We’re not sure if it’s the early evening invocation from AW, or the incense sticks, or the increasing move towards something a bit wobblier, but things are getting more psychedelic…
Peza’s set on the Soundcloud kept us going in the days after returning, soundtracking the penning of all this cobblers too…
Your actual Convenanza mates
People you see maybe once a year. But the best people. Shout out to the Bromley contingent…
The man who makes it all happen…
Oceans of lotions of potions
Our weekend catchphrase
The Convenanza Diet
One meal a day. Seems about right
“I once pretended to like Gary Numan to get off with a Numanoid, so I know all about shame.”
Weatherall’s comment of the weekend from the discussion with David Keenan…
French old bill
Shutting down the proceedings half an hour early on Sunday at the official afters/debrief. Annoying, sure, but at least give them a bit of credit for maintaining patience from Thursday through to about half an hour before the weekend ended before deciding to do something about it…
Queuing, next year
Mind you, you thought it was bad this year, wait until the stripey t-shirt British invasion begins next year and we’re all held up at passport control for hours on end…

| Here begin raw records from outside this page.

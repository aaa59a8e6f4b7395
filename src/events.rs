//! Typed progress events for the download pipelines.
//!
//! Each pipeline level has its own event enum; consumers pass a `FnMut` sink
//! into the call they want to observe. Subscription is per invocation, never
//! global. Every unit that emits a `start` is matched by exactly one
//! terminal event for that unit: `done`, or `noimage` at the image level
//! when the reader element never renders.
//!
//! `Event::name` exposes the wire names observers key on: `start`, `page`,
//! `noimage`, `compressing`, `compressed`, `done`, `startchapter`,
//! `endchapter`, `startvolume`, `endvolume`, `chapters`.

use std::path::PathBuf;

use crate::attributes::MangaAttributes;
use crate::models::CompressStats;

/// Progress of a single page-image download.
#[derive(Debug, Clone)]
pub enum ImageEvent {
    Start {
        attributes: MangaAttributes,
        link: String,
    },
    NoImage {
        attributes: MangaAttributes,
        link: String,
    },
    Done {
        attributes: MangaAttributes,
        path: PathBuf,
    },
}

impl ImageEvent {
    pub fn name(&self) -> &'static str {
        match self {
            ImageEvent::Start { .. } => "start",
            ImageEvent::NoImage { .. } => "noimage",
            ImageEvent::Done { .. } => "done",
        }
    }
}

/// Progress of one chapter download.
#[derive(Debug, Clone)]
pub enum ChapterEvent {
    Start {
        attributes: MangaAttributes,
        link: String,
        pages: usize,
    },
    Page {
        attributes: MangaAttributes,
        total: usize,
        path: PathBuf,
    },
    NoImage {
        attributes: MangaAttributes,
        link: String,
    },
    Compressing {
        attributes: MangaAttributes,
        path: PathBuf,
    },
    Compressed {
        attributes: MangaAttributes,
        path: PathBuf,
        stats: CompressStats,
    },
    Done {
        attributes: MangaAttributes,
        path: PathBuf,
    },
}

impl ChapterEvent {
    pub fn name(&self) -> &'static str {
        match self {
            ChapterEvent::Start { .. } => "start",
            ChapterEvent::Page { .. } => "page",
            ChapterEvent::NoImage { .. } => "noimage",
            ChapterEvent::Compressing { .. } => "compressing",
            ChapterEvent::Compressed { .. } => "compressed",
            ChapterEvent::Done { .. } => "done",
        }
    }
}

/// Progress of a chapter-range download.
#[derive(Debug, Clone)]
pub enum ChaptersEvent {
    Start {
        manga: String,
        links: Vec<String>,
    },
    StartChapter {
        attributes: MangaAttributes,
        pages: usize,
        current: usize,
        total: usize,
    },
    Page {
        attributes: MangaAttributes,
        total: usize,
    },
    NoImage {
        attributes: MangaAttributes,
        link: String,
    },
    EndChapter {
        attributes: MangaAttributes,
        current: usize,
        total: usize,
    },
    Compressing {
        manga: String,
        locations: Vec<PathBuf>,
    },
    Compressed {
        manga: String,
        locations: Vec<PathBuf>,
        stats: CompressStats,
    },
    Done {
        manga: String,
        locations: Vec<PathBuf>,
    },
}

impl ChaptersEvent {
    pub fn name(&self) -> &'static str {
        match self {
            ChaptersEvent::Start { .. } => "start",
            ChaptersEvent::StartChapter { .. } => "startchapter",
            ChaptersEvent::Page { .. } => "page",
            ChaptersEvent::NoImage { .. } => "noimage",
            ChaptersEvent::EndChapter { .. } => "endchapter",
            ChaptersEvent::Compressing { .. } => "compressing",
            ChaptersEvent::Compressed { .. } => "compressed",
            ChaptersEvent::Done { .. } => "done",
        }
    }
}

/// Progress of one volume download.
#[derive(Debug, Clone)]
pub enum VolumeEvent {
    Start {
        manga: String,
        volume: u32,
    },
    Chapters {
        links: Vec<String>,
    },
    StartChapter {
        attributes: MangaAttributes,
        pages: usize,
        current: usize,
        total: usize,
    },
    Page {
        attributes: MangaAttributes,
        total: usize,
    },
    NoImage {
        attributes: MangaAttributes,
        link: String,
    },
    EndChapter {
        attributes: MangaAttributes,
        current: usize,
        total: usize,
    },
    Compressing {
        manga: String,
        locations: Vec<PathBuf>,
    },
    Compressed {
        manga: String,
        stats: CompressStats,
    },
    Done {
        manga: String,
        volume: u32,
        locations: Vec<PathBuf>,
    },
}

impl VolumeEvent {
    pub fn name(&self) -> &'static str {
        match self {
            VolumeEvent::Start { .. } => "start",
            VolumeEvent::Chapters { .. } => "chapters",
            VolumeEvent::StartChapter { .. } => "startchapter",
            VolumeEvent::Page { .. } => "page",
            VolumeEvent::NoImage { .. } => "noimage",
            VolumeEvent::EndChapter { .. } => "endchapter",
            VolumeEvent::Compressing { .. } => "compressing",
            VolumeEvent::Compressed { .. } => "compressed",
            VolumeEvent::Done { .. } => "done",
        }
    }
}

/// Progress of a volume-range download.
#[derive(Debug, Clone)]
pub enum VolumesEvent {
    Start {
        manga: String,
        start: u32,
        end: u32,
        total: u32,
    },
    StartVolume {
        manga: String,
        volume: u32,
        index: u32,
        total: u32,
    },
    Chapters {
        volume: u32,
        index: u32,
        links: Vec<String>,
    },
    StartChapter {
        attributes: MangaAttributes,
        pages: usize,
        current: usize,
        total: usize,
    },
    Page {
        attributes: MangaAttributes,
        total: usize,
    },
    NoImage {
        attributes: MangaAttributes,
        link: String,
    },
    EndChapter {
        attributes: MangaAttributes,
        current: usize,
        total: usize,
    },
    EndVolume {
        manga: String,
        index: u32,
        total: u32,
        locations: Vec<PathBuf>,
    },
    Done {
        manga: String,
        start: u32,
        end: u32,
        locations: Vec<Vec<PathBuf>>,
    },
}

impl VolumesEvent {
    pub fn name(&self) -> &'static str {
        match self {
            VolumesEvent::Start { .. } => "start",
            VolumesEvent::StartVolume { .. } => "startvolume",
            VolumesEvent::Chapters { .. } => "chapters",
            VolumesEvent::StartChapter { .. } => "startchapter",
            VolumesEvent::Page { .. } => "page",
            VolumesEvent::NoImage { .. } => "noimage",
            VolumesEvent::EndChapter { .. } => "endchapter",
            VolumesEvent::EndVolume { .. } => "endvolume",
            VolumesEvent::Done { .. } => "done",
        }
    }
}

Going at it too hard, too heavy, on your opening night. Shocking tales for the Friday arrivers. Vodka Light-fingered culprits sneaking behind the counter to grab some booze… You were spotted.
Toilet queue nutbag
Seriously. The mad woman shouting about the patriarchy and refusing to let me pass her because it was unfair they didn’t have to queue as much as women. Not sure what her protest served, apart from giving us a severe case of post traumatic stress disorder.
The sex pest
Tatty's Travel Agency
Not the ones to plan your holiday with, after our hero arrived a day late, missing his plane from London…
Rarer than an old Emissions Audio Output promo.